───── Entries provided

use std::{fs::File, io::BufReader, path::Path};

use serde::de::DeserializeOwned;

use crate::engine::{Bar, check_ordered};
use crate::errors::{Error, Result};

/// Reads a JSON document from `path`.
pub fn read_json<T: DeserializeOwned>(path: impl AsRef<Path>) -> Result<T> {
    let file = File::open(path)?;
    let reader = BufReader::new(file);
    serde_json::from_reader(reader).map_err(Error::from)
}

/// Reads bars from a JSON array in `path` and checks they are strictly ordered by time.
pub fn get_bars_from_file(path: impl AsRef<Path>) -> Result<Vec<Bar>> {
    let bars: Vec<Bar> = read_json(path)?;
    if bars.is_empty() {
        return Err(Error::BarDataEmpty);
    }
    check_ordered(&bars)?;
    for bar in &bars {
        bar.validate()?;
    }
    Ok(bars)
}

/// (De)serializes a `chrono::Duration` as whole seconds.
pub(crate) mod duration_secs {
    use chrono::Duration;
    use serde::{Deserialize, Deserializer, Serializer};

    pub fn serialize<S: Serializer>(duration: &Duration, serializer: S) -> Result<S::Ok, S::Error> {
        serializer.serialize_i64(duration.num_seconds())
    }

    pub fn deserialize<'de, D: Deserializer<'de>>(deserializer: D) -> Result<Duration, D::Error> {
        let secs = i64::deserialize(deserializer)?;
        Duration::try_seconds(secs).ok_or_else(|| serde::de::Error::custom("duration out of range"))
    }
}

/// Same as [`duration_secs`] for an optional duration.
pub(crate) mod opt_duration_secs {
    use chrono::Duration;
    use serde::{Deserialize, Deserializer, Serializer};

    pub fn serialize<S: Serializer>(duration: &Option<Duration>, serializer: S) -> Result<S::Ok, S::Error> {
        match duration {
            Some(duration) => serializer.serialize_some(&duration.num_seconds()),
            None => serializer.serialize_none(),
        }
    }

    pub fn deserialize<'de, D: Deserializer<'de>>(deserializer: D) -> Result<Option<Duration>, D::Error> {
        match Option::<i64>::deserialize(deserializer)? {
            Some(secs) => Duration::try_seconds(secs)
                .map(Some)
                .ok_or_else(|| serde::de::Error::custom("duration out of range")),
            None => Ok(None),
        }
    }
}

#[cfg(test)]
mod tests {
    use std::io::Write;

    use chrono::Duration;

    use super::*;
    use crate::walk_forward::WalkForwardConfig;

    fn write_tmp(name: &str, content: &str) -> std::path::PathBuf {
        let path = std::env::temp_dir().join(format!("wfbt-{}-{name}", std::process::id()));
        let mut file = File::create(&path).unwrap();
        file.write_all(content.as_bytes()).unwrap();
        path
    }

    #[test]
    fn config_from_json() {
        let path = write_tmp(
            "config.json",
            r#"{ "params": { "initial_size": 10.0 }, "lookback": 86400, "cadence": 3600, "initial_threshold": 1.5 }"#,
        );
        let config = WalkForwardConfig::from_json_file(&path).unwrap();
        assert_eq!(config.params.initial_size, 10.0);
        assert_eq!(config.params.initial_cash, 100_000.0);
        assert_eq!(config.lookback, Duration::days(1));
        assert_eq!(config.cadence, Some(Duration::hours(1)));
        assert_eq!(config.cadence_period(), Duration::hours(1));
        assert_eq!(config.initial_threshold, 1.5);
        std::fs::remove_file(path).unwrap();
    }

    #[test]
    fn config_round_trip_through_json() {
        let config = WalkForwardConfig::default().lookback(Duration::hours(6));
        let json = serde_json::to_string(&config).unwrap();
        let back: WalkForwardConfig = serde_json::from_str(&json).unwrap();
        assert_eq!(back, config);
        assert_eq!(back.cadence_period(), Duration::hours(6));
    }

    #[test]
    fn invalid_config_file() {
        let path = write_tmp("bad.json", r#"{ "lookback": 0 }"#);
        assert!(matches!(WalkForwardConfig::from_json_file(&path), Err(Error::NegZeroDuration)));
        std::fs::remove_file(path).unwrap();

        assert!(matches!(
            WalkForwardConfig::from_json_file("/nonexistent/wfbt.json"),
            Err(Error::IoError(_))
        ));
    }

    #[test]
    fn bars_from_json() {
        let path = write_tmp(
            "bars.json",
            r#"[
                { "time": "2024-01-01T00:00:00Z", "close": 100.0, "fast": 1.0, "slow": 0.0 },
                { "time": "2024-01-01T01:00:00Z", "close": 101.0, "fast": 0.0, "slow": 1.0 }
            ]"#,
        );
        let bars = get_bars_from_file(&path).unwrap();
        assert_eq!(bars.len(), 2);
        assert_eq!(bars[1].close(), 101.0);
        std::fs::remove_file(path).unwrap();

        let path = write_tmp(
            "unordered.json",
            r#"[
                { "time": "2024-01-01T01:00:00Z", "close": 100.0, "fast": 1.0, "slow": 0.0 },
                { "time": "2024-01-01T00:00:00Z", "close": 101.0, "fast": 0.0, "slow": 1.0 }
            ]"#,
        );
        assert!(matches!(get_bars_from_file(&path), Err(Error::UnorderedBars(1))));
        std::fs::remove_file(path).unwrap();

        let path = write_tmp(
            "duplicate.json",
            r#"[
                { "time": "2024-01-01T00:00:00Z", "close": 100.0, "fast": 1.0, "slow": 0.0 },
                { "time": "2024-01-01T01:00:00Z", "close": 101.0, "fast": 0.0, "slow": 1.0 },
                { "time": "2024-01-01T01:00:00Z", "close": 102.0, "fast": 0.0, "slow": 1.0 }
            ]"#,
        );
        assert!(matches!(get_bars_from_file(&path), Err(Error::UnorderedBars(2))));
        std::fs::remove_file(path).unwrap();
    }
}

──────────

Problem requirements: What is wanted is the complete set of entries, returned verbatim.

Solution below:
use std::{fs::File, io::BufReader, path::Path};

use serde::de::DeserializeOwned;

use crate::engine::{Bar, check_ordered};
use crate::errors::{Error, Result};

/// Reads a JSON document from `path`.
pub fn read_json<T: DeserializeOwned>(path: impl AsRef<Path>) -> Result<T> {
    let file = File::open(path)?;
    let reader = BufReader::new(file);
    serde_json::from_reader(reader).map_err(Error::from)
}

/// Reads bars from a JSON array in `path` and checks they are strictly ordered by time.
pub fn get_bars_from_file(path: impl AsRef<Path>) -> Result<Vec<Bar>> {
    let bars: Vec<Bar> = read_json(path)?;
    if bars.is_empty() {
        return Err(Error::BarDataEmpty);
    }
    check_ordered(&bars)?;
    for bar in &bars {
        bar.validate()?;
    }
    Ok(bars)
}

/// (De)serializes a `chrono::Duration` as whole seconds.
pub(crate) mod duration_secs {
    use chrono::Duration;
    use serde::{Deserialize, Deserializer, Serializer};

    pub fn serialize<S: Serializer>(duration: &Duration, serializer: S) -> Result<S::Ok, S::Error> {
        serializer.serialize_i64(duration.num_seconds())
    }

    pub fn deserialize<'de, D: Deserializer<'de>>(deserializer: D) -> Result<Duration, D::Error> {
        let secs = i64::deserialize(deserializer)?;
        Duration::try_seconds(secs).ok_or_else(|| serde::de::Error::custom("duration out of range"))
    }
}

/// Same as [`duration_secs`] for an optional duration.
pub(crate) mod opt_duration_secs {
    use chrono::Duration;
    use serde::{Deserialize, Deserializer, Serializer};

    pub fn serialize<S: Serializer>(duration: &Option<Duration>, serializer: S) -> Result<S::Ok, S::Error> {
        match duration {
            Some(duration) => serializer.serialize_some(&duration.num_seconds()),
            None => serializer.serialize_none(),
        }
    }

    pub fn deserialize<'de, D: Deserializer<'de>>(deserializer: D) -> Result<Option<Duration>, D::Error> {
        match Option::<i64>::deserialize(deserializer)? {
            Some(secs) => Duration::try_seconds(secs)
                .map(Some)
                .ok_or_else(|| serde::de::Error::custom("duration out of range")),
            None => Ok(None),
        }
    }
}

#[cfg(test)]
mod tests {
    use std::io::Write;

    use chrono::Duration;

    use super::*;
    use crate::walk_forward::WalkForwardConfig;

    fn write_tmp(name: &str, content: &str) -> std::path::PathBuf {
        let path = std::env::temp_dir().join(format!("wfbt-{}-{name}", std::process::id()));
        let mut file = File::create(&path).unwrap();
        file.write_all(content.as_bytes()).unwrap();
        path
    }

    #[test]
    fn config_from_json() {
        let path = write_tmp(
            "config.json",
            r#"{ "params": { "initial_size": 10.0 }, "lookback": 86400, "cadence": 3600, "initial_threshold": 1.5 }"#,
        );
        let config = WalkForwardConfig::from_json_file(&path).unwrap();
        assert_eq!(config.params.initial_size, 10.0);
        assert_eq!(config.params.initial_cash, 100_000.0);
        assert_eq!(config.lookback, Duration::days(1));
        assert_eq!(config.cadence, Some(Duration::hours(1)));
        assert_eq!(config.cadence_period(), Duration::hours(1));
        assert_eq!(config.initial_threshold, 1.5);
        std::fs::remove_file(path).unwrap();
    }

    #[test]
    fn config_round_trip_through_json() {
        let config = WalkForwardConfig::default().lookback(Duration::hours(6));
        let json = serde_json::to_string(&config).unwrap();
        let back: WalkForwardConfig = serde_json::from_str(&json).unwrap();
        assert_eq!(back, config);
        assert_eq!(back.cadence_period(), Duration::hours(6));
    }

    #[test]
    fn invalid_config_file() {
        let path = write_tmp("bad.json", r#"{ "lookback": 0 }"#);
        assert!(matches!(WalkForwardConfig::from_json_file(&path), Err(Error::NegZeroDuration)));
        std::fs::remove_file(path).unwrap();

        assert!(matches!(
            WalkForwardConfig::from_json_file("/nonexistent/wfbt.json"),
            Err(Error::IoError(_))
        ));
    }

    #[test]
    fn bars_from_json() {
        let path = write_tmp(
            "bars.json",
            r#"[
                { "time": "2024-01-01T00:00:00Z", "close": 100.0, "fast": 1.0, "slow": 0.0 },
                { "time": "2024-01-01T01:00:00Z", "close": 101.0, "fast": 0.0, "slow": 1.0 }
            ]"#,
        );
        let bars = get_bars_from_file(&path).unwrap();
        assert_eq!(bars.len(), 2);
        assert_eq!(bars[1].close(), 101.0);
        std::fs::remove_file(path).unwrap();

        let path = write_tmp(
            "unordered.json",
            r#"[
                { "time": "2024-01-01T01:00:00Z", "close": 100.0, "fast": 1.0, "slow": 0.0 },
                { "time": "2024-01-01T00:00:00Z", "close": 101.0, "fast": 0.0, "slow": 1.0 }
            ]"#,
        );
        assert!(matches!(get_bars_from_file(&path), Err(Error::UnorderedBars(1))));
        std::fs::remove_file(path).unwrap();

        let path = write_tmp(
            "duplicate.json",
            r#"[
                { "time": "2024-01-01T00:00:00Z", "close": 100.0, "fast": 1.0, "slow": 0.0 },
                { "time": "2024-01-01T01:00:00Z", "close": 101.0, "fast": 0.0, "slow": 1.0 },
                { "time": "2024-01-01T01:00:00Z", "close": 102.0, "fast": 0.0, "slow": 1.0 }
            ]"#,
        );
        assert!(matches!(get_bars_from_file(&path), Err(Error::UnorderedBars(2))));
        std::fs::remove_file(path).unwrap();
    }
}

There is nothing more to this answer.